Liveage! | |
Type: | live |
Artist: | the Descendents |
Cover: | Descendents - Liveage! cover.jpg |
Border: | yes |
Recorded: | July 13, 1987 |
Venue: | First Avenue, Minneapolis |
Studio: | Third Wave Recording, Torrance, California |
Genre: | Punk rock |
Label: | SST (163) |
Producer: | Bill Stevenson |
Chronology: | Descendents |
Prev Title: | All |
Prev Year: | 1987 |
Next Title: | Two Things at Once |
Next Year: | 1988 |
Liveage! is a live album by the American punk rock band the Descendents, released in 1987 through SST Records. It is the band's first live album, it was recorded July 13, 1987 at First Avenue in Minneapolis during their summer 1987 "FinALL" tour, so-called because singer Milo Aukerman was leaving the Descendents to pursue a career in biochemistry, after which the band was relaunching itself under the name All. Liveage! was followed by a second live album, (1989), which was partly recorded at the same show but featured a completely different set of songs.

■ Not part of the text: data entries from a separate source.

//! Both client transports against the real backend endpoints.

use std::{sync::Arc, time::Duration};

use async_trait::async_trait;
use axum::extract::{
    WebSocketUpgrade,
    ws::{Message, WebSocket},
};
use exo_core::{Address, ChannelEvent, Envelope, Transport, TransportError, TransportKind};
use exo_transport::{
    ClientFrame, FramedConfig, FramedTransport, RawSocketConfig, RawSocketTransport, ServerFrame,
    framed::PRIMARY_PATH,
    server::{EnvelopeHandler, Peer, create_fallback_router, create_primary_router},
};
use tokio::net::TcpListener;

/// Echoes every envelope back, tagged with the transport it came in on.
struct Echo;

#[async_trait]
impl EnvelopeHandler for Echo {
    async fn on_envelope(&self, peer: &Peer, envelope: Envelope) {
        let reply = Envelope::new(
            envelope.kind.clone(),
            serde_json::json!({ "echo": envelope.payload, "via": peer.kind() }),
        );
        peer.send(reply);
    }
}

async fn serve(router: axum::Router) -> u16 {
    let listener = TcpListener::bind("127.0.0.1:0").await.unwrap();
    let port = listener.local_addr().unwrap().port();
    tokio::spawn(async move {
        axum::serve(listener, router).await.unwrap();
    });
    port
}

/// A port with nothing listening on it.
async fn closed_port() -> u16 {
    let listener = TcpListener::bind("127.0.0.1:0").await.unwrap();
    listener.local_addr().unwrap().port()
}

/// Primary endpoint that completes the handshake and then never answers,
/// except for pongs when `answer_pings` is set. Events are never acked.
async fn unresponsive_primary(heartbeat_ms: u64, answer_pings: bool) -> u16 {
    let router = axum::Router::new().route(
        PRIMARY_PATH,
        axum::routing::get(move |ws: WebSocketUpgrade| async move {
            ws.on_upgrade(move |mut socket: WebSocket| async move {
                let open = ServerFrame::Open { heartbeat_ms }.encode().unwrap();
                if socket.send(Message::Text(open.into())).await.is_err() {
                    return;
                }
                while let Some(Ok(msg)) = socket.recv().await {
                    let Message::Text(text) = msg else { continue };
                    if answer_pings && matches!(ClientFrame::decode(text.as_str()), Ok(ClientFrame::Ping)) {
                        let pong = ServerFrame::Pong.encode().unwrap();
                        if socket.send(Message::Text(pong.into())).await.is_err() {
                            return;
                        }
                    }
                }
            })
        }),
    );
    serve(router).await
}

async fn next(channel: &mut exo_core::Channel) -> ChannelEvent {
    tokio::time::timeout(Duration::from_secs(5), channel.next_event())
        .await
        .expect("channel event in time")
        .expect("channel still alive")
}

#[tokio::test]
async fn test_primary_roundtrip_over_socket() {
    let handler = Arc::new(Echo);
    let primary = serve(create_primary_router(handler, Duration::from_millis(200))).await;
    let address = Address::new("127.0.0.1", primary, closed_port().await);

    let transport = FramedTransport::new(FramedConfig::default());
    let mut channel = transport.open(&address);
    assert_eq!(next(&mut channel).await, ChannelEvent::Opened);

    tokio_test::assert_ok!(channel.send(Envelope::chat("hello")));
    let ChannelEvent::Frame(reply) = next(&mut channel).await else {
        panic!("expected a frame");
    };
    assert_eq!(reply.kind, "chat_message");
    assert_eq!(reply.payload["echo"]["text"], "hello");
    assert_eq!(reply.payload["via"], "primary");

    // Heartbeats keep the channel alive well past several intervals.
    tokio::time::sleep(Duration::from_millis(700)).await;
    assert!(channel.is_open());

    channel.close();
    assert!(channel.send(Envelope::chat("late")).is_err());
}

#[tokio::test]
async fn test_fallback_roundtrip_over_socket() {
    let handler = Arc::new(Echo);
    let fallback = serve(create_fallback_router(handler)).await;
    let address = Address::new("127.0.0.1", closed_port().await, fallback);

    let transport = RawSocketTransport::new(RawSocketConfig::default());
    assert_eq!(transport.kind(), TransportKind::Fallback);
    let mut channel = transport.open(&address);
    assert_eq!(next(&mut channel).await, ChannelEvent::Opened);

    let audio = b"RIFF....WAVE";
    channel.send(Envelope::voice(audio, 1.0)).unwrap();
    let ChannelEvent::Frame(reply) = next(&mut channel).await else {
        panic!("expected a frame");
    };
    assert_eq!(reply.payload["via"], "fallback");
    let echoed = Envelope::new("voice_message", reply.payload["echo"].clone());
    assert_eq!(echoed.decode_audio().unwrap(), audio);
}

#[tokio::test]
async fn test_refused_port_reports_error() {
    let address = Address::new("127.0.0.1", closed_port().await, closed_port().await);

    for transport in [
        Box::new(FramedTransport::default()) as Box<dyn Transport>,
        Box::new(RawSocketTransport::default()),
    ] {
        let mut channel = transport.open(&address);
        assert!(matches!(
            next(&mut channel).await,
            ChannelEvent::Error(TransportError::OpenFailed { .. })
        ));
        assert!(channel.next_event().await.is_none());
    }
}

#[tokio::test]
async fn test_plain_websocket_is_not_a_primary_endpoint() {
    // The fallback endpoint never sends the open handshake.
    let fallback = serve(create_fallback_router(Arc::new(Echo))).await;
    let address = Address::new("127.0.0.1", fallback, fallback);

    let transport = FramedTransport::new(FramedConfig {
        path: "/".to_string(),
        connect_timeout: Duration::from_millis(300),
        ..FramedConfig::default()
    });
    let mut channel = transport.open(&address);
    assert_eq!(
        next(&mut channel).await,
        ChannelEvent::Error(TransportError::Timeout {
            kind: TransportKind::Primary,
            after: Duration::from_millis(300),
        })
    );
}

#[tokio::test]
async fn test_slow_announced_heartbeat_keeps_channel_alive() {
    // The server announces a heartbeat longer than the client's timeout.
    let handler = Arc::new(Echo);
    let primary = serve(create_primary_router(handler, Duration::from_millis(400))).await;
    let address = Address::new("127.0.0.1", primary, closed_port().await);

    let transport = FramedTransport::new(FramedConfig {
        heartbeat_timeout: Duration::from_millis(300),
        ..FramedConfig::default()
    });
    let mut channel = transport.open(&address);
    assert_eq!(next(&mut channel).await, ChannelEvent::Opened);

    let quiet = tokio::time::timeout(Duration::from_millis(1500), channel.next_event()).await;
    assert!(quiet.is_err(), "healthy channel ended: {quiet:?}");
    assert!(channel.is_open());

    tokio_test::assert_ok!(channel.send(Envelope::chat("still here")));
    let ChannelEvent::Frame(reply) = next(&mut channel).await else {
        panic!("expected a frame");
    };
    assert_eq!(reply.payload["echo"]["text"], "still here");
}

#[tokio::test]
async fn test_silent_peer_fails_heartbeat() {
    let primary = unresponsive_primary(50, false).await;
    let address = Address::new("127.0.0.1", primary, closed_port().await);

    let transport = FramedTransport::new(FramedConfig {
        heartbeat_timeout: Duration::from_millis(200),
        ..FramedConfig::default()
    });
    let mut channel = transport.open(&address);
    assert_eq!(next(&mut channel).await, ChannelEvent::Opened);
    assert_eq!(
        next(&mut channel).await,
        ChannelEvent::Error(TransportError::Dropped {
            kind: TransportKind::Primary,
            reason: "heartbeat timeout".to_string(),
        })
    );
    assert!(!channel.is_open());
}

#[tokio::test]
async fn test_unacknowledged_event_fails_channel() {
    let primary = unresponsive_primary(50, true).await;
    let address = Address::new("127.0.0.1", primary, closed_port().await);

    let transport = FramedTransport::new(FramedConfig {
        heartbeat_timeout: Duration::from_secs(2),
        ack_timeout: Duration::from_millis(200),
        ..FramedConfig::default()
    });
    let mut channel = transport.open(&address);
    assert_eq!(next(&mut channel).await, ChannelEvent::Opened);

    // Pongs alone keep the channel up.
    tokio::time::sleep(Duration::from_millis(400)).await;
    assert!(channel.is_open());

    tokio_test::assert_ok!(channel.send(Envelope::chat("lost")));
    let ChannelEvent::Error(TransportError::Dropped { kind, reason }) = next(&mut channel).await
    else {
        panic!("expected the channel to drop");
    };
    assert_eq!(kind, TransportKind::Primary);
    assert!(reason.contains("not acknowledged"), "{reason}");
}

The album's title derives from the band having titled some of their songs by adding the suffix "-age" to words that would not normally use it (cf. "Myage", "Tonyage", "Bikeage", and "Cameage").
Liveage! was recorded July 13, 1987 at First Avenue in Minneapolis during the Descendents' 50-day Summer "FinALL" tour.[1] [2] [3] The show was recorded by Metro Mobile Location Recording, and the live recording was engineered by Timothy Powell, Mark Harder, and the band's talent manager and booking agent Matt Rector.[1] [3] [4] The "FinALL" tour was so-called both because it was their second tour promoting their most recent studio album, All (1987), and because it was to be, at the time, the Descendents' final tour; singer Milo Aukerman was quitting the band to pursue postgraduate education in biochemistry, after which the band was relaunching itself under the new name All with singer Dave Smalley (Aukerman would later reunite with the band in 1995 for further albums and tours under the Descendents name).[3] [5]
The live recording was mastered at Third Wave Recording studio in Torrance, California by recording engineer Richard Andrews, who had worked on the band's last two albums, Enjoy! (1986) and All (1987).[1] Descendents drummer Bill Stevenson served as record producer.[1] The album liner featured an illustration by bassist Karl Alvarez done for the FinALL tour posters, depicting guitarist Stephen Egerton with wild eyes and a wide, toothy grin, wearing a spiked crown.[1] [6] ""When they go out on tour, Stephen likes to be the one that drives", said artist Chris Shary in a 2013 documentary of the band. "Well, he'd been up for a while, just pounding coffee, and Karl was in the back, and Stephen just turned back to look at him and it was this crazed [look], like almost the eyes spinning, and the big grin, and so Karl drew that out and that was the FinALL tour drawing."[1] The illustration was later modified an adapted into All's mascot Allroy.[1]
Liveage! was released in late 1987 through SST Records as an 18-track LP and a 20-track cassette and compact disc, the latter two formats including the additional songs "Sour Grapes" and "Pervert".[7] The album featured many of the band's most popular songs, and was followed two years later by a second live album, , composed of an entirely different set of songs recorded partly at the same show as Liveage! and partly at a show in Berkeley, California three months earlier.[3] Stevenson explained:
Hallraker will be thought of as "the other" live Descendents LP. The Liveage! LP served as a sort of "greatist hits" album, as well as being an accurate documentary of the band in concert. But at the request of fans telling us about all of the songs we "should have put" on Liveage!, we decided to release another album with a completely different set of songs, giving people the entire view of the band, with nothing held back.[3]
Mike DaRonco of Allmusic gave Liveage! three stars out of five, saying that "One could classify this as a best-of live album, considering that it features all the hits [...] Bratty, aggravated punk-pop at its finest, the Descendents were not only way ahead of their time, but they were also one of the most influential punk bands of the '80s."[8] [9] Jenny Eliscu of Rolling Stone commented: "Given its superior selection of songs, Liveage! is the better of the band's two concert recordings; but Descendents weren't the kind of band to switch things up in concert, and these albums are for completists only."[10]